Every line of the data below should be written out word for word.
#### Exercise data ####
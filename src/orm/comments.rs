use sea_orm::entity::prelude::*;
use serde::Serialize;

#[derive(Clone, Debug, PartialEq, DeriveEntityModel, Serialize)]
#[sea_orm(table_name = "comments")]
#[serde(rename_all = "camelCase")]
pub struct Model {
    #[sea_orm(primary_key, auto_increment = false)]
    pub id: String,
    pub post_id: String,
    pub author_id: String,
    pub content: String,
    pub created_at: DateTime,
}

#[derive(Copy, Clone, Debug, EnumIter, DeriveRelation)]
pub enum Relation {
    #[sea_orm(
        belongs_to = "super::posts::Entity",
        from = "Column::PostId",
        to = "super::posts::Column::Id",
        on_update = "NoAction",
        on_delete = "Cascade"
    )]
    Posts,
    #[sea_orm(
        belongs_to = "super::users::Entity",
        from = "Column::AuthorId",
        to = "super::users::Column::Id",
        on_update = "NoAction",
        on_delete = "NoAction"
    )]
    Users,
}

impl Related<super::posts::Entity> for Entity {
    fn to() -> RelationDef {
        Relation::Posts.def()
    }
}

impl Related<super::users::Entity> for Entity {
    fn to() -> RelationDef {
        Relation::Users.def()
    }
}

impl ActiveModelBehavior for ActiveModel {}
####
> [Task solution]:
filename src/orm/comments.rs
use sea_orm::entity::prelude::*;
use serde::Serialize;

#[derive(Clone, Debug, PartialEq, DeriveEntityModel, Serialize)]
#[sea_orm(table_name = "comments")]
#[serde(rename_all = "camelCase")]
pub struct Model {
    #[sea_orm(primary_key, auto_increment = false)]
    pub id: String,
    pub post_id: String,
    pub author_id: String,
    pub content: String,
    pub created_at: DateTime,
}

#[derive(Copy, Clone, Debug, EnumIter, DeriveRelation)]
pub enum Relation {
    #[sea_orm(
        belongs_to = "super::posts::Entity",
        from = "Column::PostId",
        to = "super::posts::Column::Id",
        on_update = "NoAction",
        on_delete = "Cascade"
    )]
    Posts,
    #[sea_orm(
        belongs_to = "super::users::Entity",
        from = "Column::AuthorId",
        to = "super::users::Column::Id",
        on_update = "NoAction",
        on_delete = "NoAction"
    )]
    Users,
}

impl Related<super::posts::Entity> for Entity {
    fn to() -> RelationDef {
        Relation::Posts.def()
    }
}

impl Related<super::users::Entity> for Entity {
    fn to() -> RelationDef {
        Relation::Users.def()
    }
}

impl ActiveModelBehavior for ActiveModel {}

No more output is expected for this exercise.